> [What you need to do] Please repeat, from the entries that follow, the lines from the one containing "name, the address" through the one containing "entry URL otherwise)." exactly, adding nothing.

> [Recorded data]
BEGIN
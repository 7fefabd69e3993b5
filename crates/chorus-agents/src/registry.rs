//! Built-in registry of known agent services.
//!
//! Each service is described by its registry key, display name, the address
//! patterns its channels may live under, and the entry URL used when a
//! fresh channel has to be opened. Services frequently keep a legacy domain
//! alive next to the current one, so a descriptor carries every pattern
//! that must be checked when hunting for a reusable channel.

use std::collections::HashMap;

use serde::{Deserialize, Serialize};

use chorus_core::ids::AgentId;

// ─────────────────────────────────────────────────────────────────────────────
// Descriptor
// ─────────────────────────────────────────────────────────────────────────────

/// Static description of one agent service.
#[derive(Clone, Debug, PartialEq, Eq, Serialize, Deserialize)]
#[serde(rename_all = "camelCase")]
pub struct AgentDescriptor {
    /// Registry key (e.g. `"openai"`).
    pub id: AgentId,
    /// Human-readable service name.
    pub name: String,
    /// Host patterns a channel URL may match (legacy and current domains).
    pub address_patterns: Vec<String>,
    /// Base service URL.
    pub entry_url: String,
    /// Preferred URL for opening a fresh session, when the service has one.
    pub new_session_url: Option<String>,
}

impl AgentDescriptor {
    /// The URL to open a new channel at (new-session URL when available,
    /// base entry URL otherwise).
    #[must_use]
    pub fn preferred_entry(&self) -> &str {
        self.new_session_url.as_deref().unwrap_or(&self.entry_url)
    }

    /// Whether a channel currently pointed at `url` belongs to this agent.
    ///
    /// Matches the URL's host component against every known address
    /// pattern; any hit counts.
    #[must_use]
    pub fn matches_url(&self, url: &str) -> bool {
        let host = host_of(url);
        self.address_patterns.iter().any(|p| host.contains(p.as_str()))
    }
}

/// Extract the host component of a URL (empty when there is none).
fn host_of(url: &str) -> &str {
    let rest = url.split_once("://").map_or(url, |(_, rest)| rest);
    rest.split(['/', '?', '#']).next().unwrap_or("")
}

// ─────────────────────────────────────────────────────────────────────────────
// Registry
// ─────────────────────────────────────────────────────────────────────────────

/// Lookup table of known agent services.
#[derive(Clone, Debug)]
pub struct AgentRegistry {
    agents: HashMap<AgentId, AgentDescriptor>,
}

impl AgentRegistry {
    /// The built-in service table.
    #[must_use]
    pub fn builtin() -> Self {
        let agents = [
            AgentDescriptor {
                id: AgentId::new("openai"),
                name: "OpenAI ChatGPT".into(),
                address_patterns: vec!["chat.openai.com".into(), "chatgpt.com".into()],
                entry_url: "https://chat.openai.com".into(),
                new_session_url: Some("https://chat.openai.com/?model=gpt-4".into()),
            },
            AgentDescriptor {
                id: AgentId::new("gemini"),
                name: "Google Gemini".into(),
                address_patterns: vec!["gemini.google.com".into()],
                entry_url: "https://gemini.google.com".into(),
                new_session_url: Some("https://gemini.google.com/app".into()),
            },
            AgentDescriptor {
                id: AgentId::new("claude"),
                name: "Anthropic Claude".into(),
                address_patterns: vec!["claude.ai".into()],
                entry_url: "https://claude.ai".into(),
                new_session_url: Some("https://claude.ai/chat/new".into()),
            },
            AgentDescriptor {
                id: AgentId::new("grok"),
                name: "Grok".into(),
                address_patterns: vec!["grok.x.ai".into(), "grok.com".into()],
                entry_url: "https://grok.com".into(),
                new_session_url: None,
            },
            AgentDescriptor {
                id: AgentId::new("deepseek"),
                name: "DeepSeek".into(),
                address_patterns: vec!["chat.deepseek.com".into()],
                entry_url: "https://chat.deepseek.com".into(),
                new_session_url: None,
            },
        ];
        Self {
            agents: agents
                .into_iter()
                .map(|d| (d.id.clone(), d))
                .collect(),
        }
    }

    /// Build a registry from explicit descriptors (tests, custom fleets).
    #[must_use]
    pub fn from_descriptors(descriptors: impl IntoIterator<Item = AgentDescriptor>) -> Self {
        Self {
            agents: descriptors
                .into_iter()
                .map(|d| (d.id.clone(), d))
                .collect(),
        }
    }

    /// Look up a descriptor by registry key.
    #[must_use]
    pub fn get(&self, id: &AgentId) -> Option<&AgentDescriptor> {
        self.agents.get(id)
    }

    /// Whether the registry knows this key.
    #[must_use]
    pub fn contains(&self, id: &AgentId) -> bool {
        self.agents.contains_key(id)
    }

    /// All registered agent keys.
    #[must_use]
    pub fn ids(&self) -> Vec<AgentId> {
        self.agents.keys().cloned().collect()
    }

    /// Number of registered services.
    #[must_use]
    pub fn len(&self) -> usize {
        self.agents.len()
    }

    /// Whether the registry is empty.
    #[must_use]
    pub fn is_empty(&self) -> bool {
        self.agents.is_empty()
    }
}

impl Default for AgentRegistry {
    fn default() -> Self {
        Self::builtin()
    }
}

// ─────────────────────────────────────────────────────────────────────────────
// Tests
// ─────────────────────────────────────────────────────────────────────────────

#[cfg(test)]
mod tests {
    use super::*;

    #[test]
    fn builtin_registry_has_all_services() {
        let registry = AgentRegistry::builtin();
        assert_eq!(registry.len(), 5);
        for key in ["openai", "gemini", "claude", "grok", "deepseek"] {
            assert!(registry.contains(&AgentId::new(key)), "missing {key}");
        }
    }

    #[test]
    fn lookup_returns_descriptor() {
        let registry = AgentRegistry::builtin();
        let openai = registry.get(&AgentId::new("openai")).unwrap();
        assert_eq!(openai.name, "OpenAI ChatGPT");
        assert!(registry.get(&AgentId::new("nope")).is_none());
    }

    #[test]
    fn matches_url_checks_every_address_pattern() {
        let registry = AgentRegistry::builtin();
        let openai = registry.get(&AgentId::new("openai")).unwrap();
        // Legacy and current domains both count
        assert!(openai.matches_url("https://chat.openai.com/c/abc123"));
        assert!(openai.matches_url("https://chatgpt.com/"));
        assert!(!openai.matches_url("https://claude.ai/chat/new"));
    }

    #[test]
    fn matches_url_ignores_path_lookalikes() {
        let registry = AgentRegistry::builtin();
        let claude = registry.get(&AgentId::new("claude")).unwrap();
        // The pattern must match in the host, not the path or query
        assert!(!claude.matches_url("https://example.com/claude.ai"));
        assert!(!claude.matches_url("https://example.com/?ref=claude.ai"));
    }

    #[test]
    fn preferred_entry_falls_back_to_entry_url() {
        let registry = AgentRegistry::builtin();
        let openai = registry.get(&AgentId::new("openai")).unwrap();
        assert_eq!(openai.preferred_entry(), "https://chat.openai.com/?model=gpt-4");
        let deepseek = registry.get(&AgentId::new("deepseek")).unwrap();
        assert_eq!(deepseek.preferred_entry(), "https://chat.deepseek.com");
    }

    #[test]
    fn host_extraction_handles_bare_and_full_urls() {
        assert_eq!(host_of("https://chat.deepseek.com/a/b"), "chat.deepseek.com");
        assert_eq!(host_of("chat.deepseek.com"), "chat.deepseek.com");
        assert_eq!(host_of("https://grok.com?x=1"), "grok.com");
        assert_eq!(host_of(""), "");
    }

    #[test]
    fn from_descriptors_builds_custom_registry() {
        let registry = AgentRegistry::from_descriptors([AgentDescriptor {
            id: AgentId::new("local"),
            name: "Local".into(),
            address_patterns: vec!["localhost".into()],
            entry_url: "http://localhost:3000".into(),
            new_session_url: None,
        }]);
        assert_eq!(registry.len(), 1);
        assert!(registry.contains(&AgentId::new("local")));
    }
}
END
> [Output for this exercise]
//! Each service is described by its registry key, display name, the address
//! patterns its channels may live under, and the entry URL used when a
//! fresh channel has to be opened. Services frequently keep a legacy domain
//! alive next to the current one, so a descriptor carries every pattern
//! that must be checked when hunting for a reusable channel.

use std::collections::HashMap;

use serde::{Deserialize, Serialize};

use chorus_core::ids::AgentId;

// ─────────────────────────────────────────────────────────────────────────────
// Descriptor
// ─────────────────────────────────────────────────────────────────────────────

/// Static description of one agent service.
#[derive(Clone, Debug, PartialEq, Eq, Serialize, Deserialize)]
#[serde(rename_all = "camelCase")]
pub struct AgentDescriptor {
    /// Registry key (e.g. `"openai"`).
    pub id: AgentId,
    /// Human-readable service name.
    pub name: String,
    /// Host patterns a channel URL may match (legacy and current domains).
    pub address_patterns: Vec<String>,
    /// Base service URL.
    pub entry_url: String,
    /// Preferred URL for opening a fresh session, when the service has one.
    pub new_session_url: Option<String>,
}

impl AgentDescriptor {
    /// The URL to open a new channel at (new-session URL when available,
    /// base entry URL otherwise).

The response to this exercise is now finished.